As we usher in a new year, part of your new year’s resolution might  be to cut down on the waste that you generate. 

But in a food paradise like Singapore, where there is a wide variety of food, it might be easier said than done. Many who opt to take away their food simply use the disposable containers and packaging provided by Food and Beverage (F&B) establishments. As such, it should be no surprise that single-use plastic disposables make up an estimated 30 to 70 percent of plastic waste in Singapore. Given that an astonishing 924 thousand metric tonnes (or the weight of 64 double-decker buses) of incinerated plastic waste went to Semakau Landfill in 2021, it’s long overdue that we examine our own usage habits of single-use disposables. 

It may feel daunting to think about where to start, but it’s as simple as opening the doors of your kitchen cabinets and examining what you already have. This is a good way of easing into the habit of using different reusables, as it is cost-free and there is no pressure to continue using a certain type of container if it does not work for you.

“I don’t encourage buying [reusable containers] unless it’s necessary or meaningful. You need to find what works for you because if you start using unsuitable items, it will only frustrate you and make it less likely that you’ll continue the habit.” says Ms Melissa Lam, a sustainability advocate and environmental consultant. Ms Lam is also the owner of eco-lifestyle store Bamboo Straw Girl, the very first zero-waste lifestyle store in Singapore.

Take a look at what containers you have at home. Chances are you already have the containers you need to get started. Photo by Gwenneth Teo.

From there, you can take note of your takeaway habits, such as the type and temperature of the food you buy most often, and purchase reusable containers that can store them if you don’t already own such a container. That way, you can invest in reusables wisely and guarantee that they will be used.

What are the basics you can start with? Again, it all comes down to your food preferences and lifestyle. For Ms Jasmyn, a foodie who documents what she eats on her Instagram page @crazeforlesswaste, her beginners’ pack includes a reusable bag, cup, and straw.

Ms Jasmyn uses reusables for a wide variety of food, from min jiang kueh to fish soup. Image from @crazeforlesswaste on Instagram.

If you have limited space in your bag, consider using collapsible containers, or simply start small with a cutlery set. If you’re unable to wash the cutlery right after finishing your meal, store them in a reusable bag such as a ziploc bag or pouch and wash them when you can.

While using reusable containers is a great practice, Ms Lam emphasises that it is more important to reduce where you can. This means thinking twice before investing in shiny new containers if you’re not going to use them long-term. A “Reusable” might be a plastic container you were given when you did takeaway in the past. As long as those plastic containers are sturdy, feel free to reuse them when you do takeaway in the future.

Ms Lam recommends this thought process when making purchasing or consumption decisions: Refuse, reuse, rethink. 

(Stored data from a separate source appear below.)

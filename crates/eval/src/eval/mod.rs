// Copyright (C) 2025 Vince Vasta
// SPDX-License-Identifier: Apache-2.0

//! Poker hand evaluator.
//!
//! The evaluator runs a list of category detectors from the strongest
//! category to the weakest and returns the hand built by the first detector
//! that matches, if no detector matches the cards are a high card hand.
//!
//! Detectors work on their own sorted copy of the cards and never modify the
//! caller cards. Some detectors return the first candidate they find while
//! scanning the cards rather than the strongest one, see [detect] for the
//! rules of each detector.
use log::{debug, trace};

use holdem_cards::Card;

use crate::{Hand, HandCategory};

pub mod detect;

/// A category detector, returns `None` if the cards don't make the category.
type Detector = fn(&[Card]) -> Option<Hand>;

/// Detectors in precedence order.
const DETECTORS: [(HandCategory, Detector); 9] = [
    (HandCategory::RoyalFlush, detect::royal_flush),
    (HandCategory::StraightFlush, detect::straight_flush),
    (HandCategory::FourOfAKind, detect::four_of_a_kind),
    (HandCategory::FullHouse, detect::full_house),
    (HandCategory::Flush, detect::flush),
    (HandCategory::Straight, detect::straight),
    (HandCategory::ThreeOfAKind, detect::three_of_a_kind),
    (HandCategory::TwoPair, detect::two_pair),
    (HandCategory::OnePair, detect::one_pair),
];

/// Returns the strongest hand made with the given cards.
///
/// This function always succeeds, for cards that don't make any other
/// category, including no cards at all, it returns a
/// [HandCategory::HighCard] hand with all the cards sorted by rank.
pub fn evaluate_hand_rank(cards: &[Card]) -> Hand {
    DETECTORS
        .iter()
        .find_map(|(category, detector)| match detector(cards) {
            Some(hand) => {
                debug!("Detected {category}: {hand}");
                Some(hand)
            }
            None => {
                trace!("No {category} in {} cards", cards.len());
                None
            }
        })
        .unwrap_or_else(|| detect::high_card(cards))
}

  • Refuse: Is it really necessary?
  • Reduce: If I must have it, how much of it do I need?
  • Rethink: Think, and think again, about whether this choice is the best one.

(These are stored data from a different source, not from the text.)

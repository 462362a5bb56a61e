// Copyright (C) 2025 Vince Vasta
// SPDX-License-Identifier: Apache-2.0

//! Texas Hold'em cards types.
//!
//! This crate define types to create cards:
//!
//! ```
//! # use holdem_cards::{Card, Rank, Suit};
//! let ah = Card::new(Rank::Ace, Suit::Hearts);
//! let td: Card = "TD".parse().unwrap();
//! assert!(ah.rank() > td.rank());
//! ```
//!
//! a [Deck] type for shuffling and dealing cards, and a [Dealer] that owns a
//! random generator seeded once and builds canonical or shuffled decks:
//!
//! ```
//! # use holdem_cards::{Dealer, Deck};
//! let mut dealer = Dealer::with_seed(42);
//! let canonical = dealer.build_deck(false);
//! let shuffled = dealer.build_deck(true);
//! assert_eq!(canonical.len(), Deck::SIZE);
//! assert_eq!(shuffled.len(), Deck::SIZE);
//! ```
#![warn(clippy::all, rust_2018_idioms, missing_docs)]
mod cards;
pub use cards::{Card, ParseCardError, Rank, Suit};

mod deck;
pub use deck::{Dealer, Deck, shuffle};
// Copyright (C) 2025 Vince Vasta
// SPDX-License-Identifier: Apache-2.0
//
// Run with:
//
// ```bash
// $ cargo r --release -p holdem-eval --example sample_hands -- --hands 1000000
// ```
//
// Samples random 7 cards deals and prints how many hands fall in each
// category.
use clap::Parser;
use std::time::Instant;

use holdem_eval::*;

#[derive(Debug, Parser)]
struct Cli {
    /// Number of hands to sample.
    #[clap(long, default_value_t = 100_000)]
    hands: usize,
    /// Number of cards per hand.
    #[clap(long, default_value_t = 7, value_parser = clap::value_parser!(u8).range(1..=52))]
    cards: u8,
    /// Seed for reproducible deals.
    #[clap(long, short)]
    seed: Option<u64>,
}

fn main() {
    let cli = Cli::parse();
    let mut dealer = match cli.seed {
        Some(seed) => Dealer::with_seed(seed),
        None => Dealer::new(),
    };

    let now = Instant::now();
    let mut counts = [0usize; 11];

    for _ in 0..cli.hands {
        let deck = dealer.new_deck();
        let cards = deck.into_iter().take(cli.cards as usize).collect::<Vec<_>>();
        let hand = evaluate_hand_rank(&cards);
        counts[hand.category() as usize] += 1;
    }

    let elapsed = now.elapsed().as_secs_f64();
    println!("Total hands      {}", cli.hands);
    println!("Elapsed:         {:.3}s", elapsed);
    println!("Hands/sec:       {:.0}\n", cli.hands as f64 / elapsed);

    use HandCategory::*;
    for category in [
        HighCard,
        OnePair,
        TwoPair,
        ThreeOfAKind,
        Straight,
        Flush,
        FullHouse,
        FourOfAKind,
        StraightFlush,
        RoyalFlush,
    ] {
        println!("{:<16} {}", format!("{category}:"), counts[category as usize]);
    }
}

As you start out on your journey to reduce waste, motivate yourself to keep up the habit of using reusable containers consistently, especially when disposables provided by food establishments seem oh-so-convenient. Ms Lam believes that a change in mindset can help ensure that you can maintain the habit of using reusables.  

“Especially with recent media shining light on this issue, the average person will be able to understand that the environmental impact of disposables outweighs their personal convenience,” Ms Lam says.

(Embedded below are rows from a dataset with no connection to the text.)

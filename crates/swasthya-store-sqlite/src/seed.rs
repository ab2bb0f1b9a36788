//! The seeding routine: dataset description and the SQL that loads it.
//!
//! Seeding drops and recreates every table, then loads the dataset inside a
//! single transaction. It is an administrative step and must finish before
//! the store serves queries.
//!
//! Aliases are materialized by duplication: each alias becomes a disease of
//! its own holding a copy of the canonical disease's symptom links,
//! preventions and case counts as they stand at seed time.

use std::collections::BTreeMap;

use chrono::NaiveDate;
use rusqlite::{Connection, params};
use serde::{Deserialize, Serialize};
use swasthya_core::normalize::normalize;

use crate::{
  Error, Result,
  encode::{encode_count, encode_date},
};

// ─── Dataset ─────────────────────────────────────────────────────────────────

/// One disease as written in a dataset file.
#[derive(Debug, Clone, Serialize, Deserialize)]
pub struct DiseaseSeed {
  pub name:        String,
  pub symptoms:    Vec<String>,
  #[serde(default)]
  pub preventions: Vec<String>,
  /// Case count recorded for the seed date.
  #[serde(default)]
  pub cases:       u32,
}

/// Everything the seeding routine loads.
#[derive(Debug, Clone, Serialize, Deserialize)]
pub struct Dataset {
  pub diseases:         Vec<DiseaseSeed>,
  /// Canonical disease name to alternative names ("tuberculosis" -> "tb").
  #[serde(default)]
  pub aliases:          BTreeMap<String, Vec<String>>,
  /// Symptom to curated variants linked alongside it.
  #[serde(default)]
  pub symptom_variants: BTreeMap<String, Vec<String>>,
}

impl Dataset {
  pub fn from_json(json: &str) -> Result<Self> {
    let dataset: Self = serde_json::from_str(json)?;
    dataset.validate()?;
    Ok(dataset)
  }

  /// Reject names that normalize to nothing and aliases of unknown diseases.
  pub fn validate(&self) -> Result<()> {
    for d in &self.diseases {
      if normalize(&d.name).is_empty() {
        return Err(Error::InvalidDataset("disease with an empty name".into()));
      }
      if let Some(s) = d.symptoms.iter().find(|s| normalize(s).is_empty()) {
        return Err(Error::InvalidDataset(format!(
          "empty symptom {s:?} for disease {:?}",
          d.name
        )));
      }
    }
    for (canonical, aliases) in &self.aliases {
      let key = normalize(canonical);
      if !self.diseases.iter().any(|d| normalize(&d.name) == key) {
        return Err(Error::InvalidDataset(format!(
          "alias target {canonical:?} is not a disease"
        )));
      }
      if aliases.iter().any(|a| normalize(a).is_empty()) {
        return Err(Error::InvalidDataset(format!("empty alias for {canonical:?}")));
      }
    }
    Ok(())
  }

  /// Aliases of `disease`, matched on the normalized name.
  fn aliases_of(&self, disease: &str) -> impl Iterator<Item = &str> {
    let key = normalize(disease);
    self
      .aliases
      .iter()
      .filter(move |(canonical, _)| normalize(canonical) == key)
      .flat_map(|(_, aliases)| aliases.iter().map(String::as_str))
  }

  /// The symptom itself plus its curated variants, as `(name, label)` pairs
  /// de-duplicated on name.
  fn symptom_variants_of<'a>(&'a self, symptom: &'a str) -> Vec<(String, &'a str)> {
    let base = normalize(symptom);
    let mut variants = vec![(base.clone(), symptom.trim())];
    for (key, extra) in &self.symptom_variants {
      if normalize(key) != base {
        continue;
      }
      for v in extra {
        let name = normalize(v);
        if !name.is_empty() && !variants.iter().any(|(n, _)| *n == name) {
          variants.push((name, v.trim()));
        }
      }
    }
    variants
  }

  /// The reference dataset shipped with the assistant.
  pub fn builtin() -> Self {
    const DISEASES: &[(&str, &[&str], &[&str], u32)] = &[
      (
        "fever",
        &["high temperature", "sweating", "chills"],
        &["Stay hydrated", "Rest well", "Take paracetamol if needed"],
        120,
      ),
      (
        "covid",
        &["cough", "fever", "loss of taste or smell"],
        &["Wear mask", "Sanitize hands", "Get vaccinated"],
        85,
      ),
      (
        "malaria",
        &["fever", "chills", "sweating"],
        &["Use mosquito nets", "Avoid stagnant water", "Take preventive medication"],
        64,
      ),
      (
        "dengue",
        &["rash", "fever", "joint pain"],
        &["Avoid mosquito bites", "Wear full sleeves", "Use repellents"],
        42,
      ),
      (
        "typhoid",
        &["abdominal pain", "fever", "headache"],
        &["Drink clean water", "Wash fruits/vegetables", "Vaccination"],
        32,
      ),
      (
        "tuberculosis",
        &["chronic cough", "weight loss", "fever"],
        &["Vaccination (BCG)", "Good ventilation", "Avoid contact with TB patients"],
        28,
      ),
      (
        "asthma",
        &["shortness of breath", "wheezing", "coughing"],
        &["Avoid allergens", "Take inhalers", "Exercise regularly"],
        50,
      ),
      (
        "pneumonia",
        &["chest pain", "fever", "cough with phlegm"],
        &["Vaccination", "Avoid smoking", "Seek early treatment"],
        23,
      ),
      (
        "cholera",
        &["diarrhea", "vomiting", "dehydration"],
        &["Drink safe water", "Proper sanitation", "Oral rehydration"],
        14,
      ),
      (
        "hepatitis",
        &["jaundice", "fatigue", "loss of appetite"],
        &["Vaccination", "Drink clean water", "Wash hands"],
        19,
      ),
      (
        "chickenpox",
        &["rash", "fever", "itching"],
        &["Vaccination", "Avoid contact with infected", "Keep skin clean"],
        16,
      ),
      (
        "measles",
        &["rash", "fever", "red eye"],
        &["MMR vaccine", "Avoid contact with infected", "Maintain hygiene"],
        10,
      ),
      (
        "polio",
        &["muscle weakness", "paralysis", "fever"],
        &["Polio vaccine", "Good hygiene"],
        3,
      ),
      (
        "influenza",
        &["fever", "body ache", "cough"],
        &["Flu shot", "Maintain hygiene", "Rest"],
        90,
      ),
      (
        "hypertension",
        &["headache", "dizziness", "chest pain"],
        &["Eat healthy", "Exercise regularly", "Reduce salt intake"],
        110,
      ),
    ];

    const ALIASES: &[(&str, &[&str])] = &[
      ("tuberculosis", &["tb"]),
      ("influenza", &["flu"]),
      ("hypertension", &["high blood pressure"]),
    ];

    const VARIANTS: &[(&str, &[&str])] = &[
      ("red eye", &["red eyes"]),
      ("chronic cough", &["cough"]),
      ("body ache", &["body aches"]),
      ("coughing", &["cough"]),
    ];

    fn owned(items: &[&str]) -> Vec<String> {
      items.iter().map(|s| (*s).to_owned()).collect()
    }

    Self {
      diseases:         DISEASES
        .iter()
        .map(|(name, symptoms, preventions, cases)| DiseaseSeed {
          name:        (*name).to_owned(),
          symptoms:    owned(symptoms),
          preventions: owned(preventions),
          cases:       *cases,
        })
        .collect(),
      aliases:          ALIASES
        .iter()
        .map(|(k, v)| ((*k).to_owned(), owned(v)))
        .collect(),
      symptom_variants: VARIANTS
        .iter()
        .map(|(k, v)| ((*k).to_owned(), owned(v)))
        .collect(),
    }
  }
}

/// Row counts after a seeding run.
#[derive(Debug, Clone, Copy, PartialEq, Eq, Serialize)]
pub struct SeedReport {
  pub diseases:    u32,
  pub symptoms:    u32,
  pub links:       u32,
  pub preventions: u32,
  pub cases:       u32,
}

// ─── SQL ─────────────────────────────────────────────────────────────────────

/// Load `dataset` into freshly created tables. Runs inside the caller's
/// transaction.
pub(crate) fn load(
  conn: &Connection,
  dataset: &Dataset,
  date: NaiveDate,
) -> rusqlite::Result<()> {
  let date_str = encode_date(date);

  for seed in &dataset.diseases {
    let disease_id = insert_disease(conn, &seed.name)?;

    for symptom in &seed.symptoms {
      for (name, label) in dataset.symptom_variants_of(symptom) {
        let symptom_id = insert_symptom(conn, &name, label)?;
        conn.execute(
          "INSERT OR IGNORE INTO disease_symptoms (disease_id, symptom_id) VALUES (?1, ?2)",
          params![disease_id, symptom_id],
        )?;
      }
    }

    for prevention in &seed.preventions {
      conn.execute(
        "INSERT INTO preventions (disease_id, prevention_text) VALUES (?1, ?2)",
        params![disease_id, prevention.trim()],
      )?;
    }

    conn.execute(
      "INSERT INTO cases (disease_id, case_date, num_cases) VALUES (?1, ?2, ?3)",
      params![disease_id, date_str, encode_count(seed.cases)],
    )?;

    for alias in dataset.aliases_of(&seed.name) {
      let alias_id = insert_disease(conn, alias)?;
      copy_disease(conn, disease_id, alias_id)?;
    }
  }

  Ok(())
}

pub(crate) fn report(conn: &Connection) -> rusqlite::Result<SeedReport> {
  let count = |table: &str| -> rusqlite::Result<u32> {
    conn.query_row(&format!("SELECT COUNT(*) FROM {table}"), [], |r| r.get(0))
  };
  Ok(SeedReport {
    diseases:    count("diseases")?,
    symptoms:    count("symptoms")?,
    links:       count("disease_symptoms")?,
    preventions: count("preventions")?,
    cases:       count("cases")?,
  })
}

/// Insert a disease unless its normalized name exists; return its id.
fn insert_disease(conn: &Connection, label: &str) -> rusqlite::Result<i64> {
  let name = normalize(label);
  conn.execute(
    "INSERT OR IGNORE INTO diseases (name, label) VALUES (?1, ?2)",
    params![name, label.trim()],
  )?;
  conn.query_row(
    "SELECT disease_id FROM diseases WHERE name = ?1",
    params![name],
    |r| r.get(0),
  )
}

fn insert_symptom(conn: &Connection, name: &str, label: &str) -> rusqlite::Result<i64> {
  conn.execute(
    "INSERT OR IGNORE INTO symptoms (name, label) VALUES (?1, ?2)",
    params![name, label],
  )?;
  conn.query_row(
    "SELECT symptom_id FROM symptoms WHERE name = ?1",
    params![name],
    |r| r.get(0),
  )
}

/// Copy links, preventions and case counts from one disease to another.
fn copy_disease(conn: &Connection, from: i64, to: i64) -> rusqlite::Result<()> {
  if from == to {
    return Ok(());
  }
  conn.execute(
    "INSERT OR IGNORE INTO disease_symptoms (disease_id, symptom_id)
     SELECT ?1, symptom_id FROM disease_symptoms WHERE disease_id = ?2",
    params![to, from],
  )?;
  conn.execute(
    "INSERT INTO preventions (disease_id, prevention_text)
     SELECT ?1, prevention_text FROM preventions WHERE disease_id = ?2
     ORDER BY prevention_id",
    params![to, from],
  )?;
  conn.execute(
    "INSERT INTO cases (disease_id, case_date, num_cases)
     SELECT ?1, case_date, num_cases FROM cases WHERE disease_id = ?2
     ORDER BY case_id",
    params![to, from],
  )?;
  Ok(())
}
//! Query resolution against a [`KnowledgeStore`].
//!
//! Both entry points normalize their input before it reaches the store; a
//! query that normalizes to nothing resolves to nothing without touching the
//! store.

use std::sync::Arc;

use chrono::NaiveDate;

use crate::{
  Error, Result,
  disease::{CaseAlert, Disease, DiseaseMatch},
  normalize::normalize,
  store::KnowledgeStore,
};

pub struct Resolver<S> {
  store: Arc<S>,
}

impl<S> Clone for Resolver<S> {
  fn clone(&self) -> Self { Self { store: Arc::clone(&self.store) } }
}

impl<S: KnowledgeStore> Resolver<S> {
  pub fn new(store: Arc<S>) -> Self { Self { store } }

  pub fn store(&self) -> &S { &self.store }

  /// Look a disease up by (part of) its name.
  pub async fn resolve_by_name(&self, query: &str) -> Result<Option<Disease>> {
    let pattern = normalize(query);
    if pattern.is_empty() {
      return Ok(None);
    }
    self
      .store
      .find_disease_by_partial_name(&pattern)
      .await
      .map_err(Error::store)
  }

  /// Rank diseases by how many distinct symptoms match any of `terms`.
  ///
  /// Results are ordered by match count, highest first; equal counts keep the
  /// store's seeding order. Empty or blank terms are ignored, and a query with
  /// no usable terms yields an empty list.
  pub async fn resolve_by_symptoms<T: AsRef<str>>(
    &self,
    terms: &[T],
  ) -> Result<Vec<DiseaseMatch>> {
    let mut normalized: Vec<String> = Vec::with_capacity(terms.len());
    for term in terms {
      let t = normalize(term.as_ref());
      if !t.is_empty() && !normalized.contains(&t) {
        normalized.push(t);
      }
    }
    if normalized.is_empty() {
      return Ok(Vec::new());
    }

    let mut matches = self
      .store
      .find_diseases_by_symptom_terms(&normalized)
      .await
      .map_err(Error::store)?;

    matches.retain(|m| m.match_count >= 1);
    // Stable: ties stay in the order the store produced them.
    matches.sort_by(|a, b| b.match_count.cmp(&a.match_count));
    Ok(matches)
  }

  /// Case counts for `date` among diseases whose name contains `query`.
  /// A blank query covers every disease.
  pub async fn today_alerts(
    &self,
    query: &str,
    date: NaiveDate,
  ) -> Result<Vec<CaseAlert>> {
    let pattern = normalize(query);
    self
      .store
      .find_today_case_alert(&pattern, date)
      .await
      .map_err(Error::store)
  }
}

  The Bring-Your-Own (BYO) movement was started by Zero Waste SG in 2017 and aims to encourage Singaporeans to cut down on single-use plastic usage. Many F&B outlets have partnered with the BYO campaign to offer incentives, usually in the form of savings and discounts, for customers who bring their own containers. You can find the full list of participating F&B outlets here.

Many cafes such as The Coffee Roaster offer discounts if patrons bring their own cups and containers to purchase food. Incentives include a 10 percent discount or a 10 to 50 cent deduction from the total bill. Photo by Gwenneth Teo.

Another benefit of converting to reusables is that you’ll be supporting local hawkers. According to BYO, as hawkers use fewer disposables, they would be saving on costs otherwise incurred by purchasing disposable cutlery and containers. Why not kill two birds with one stone?

As you begin on your journey to reduce waste, Ms Jasmyn offers some sage advice: “A little goes a long way for sure. Don’t think about doing it perfectly, just take little steps and do what you can!”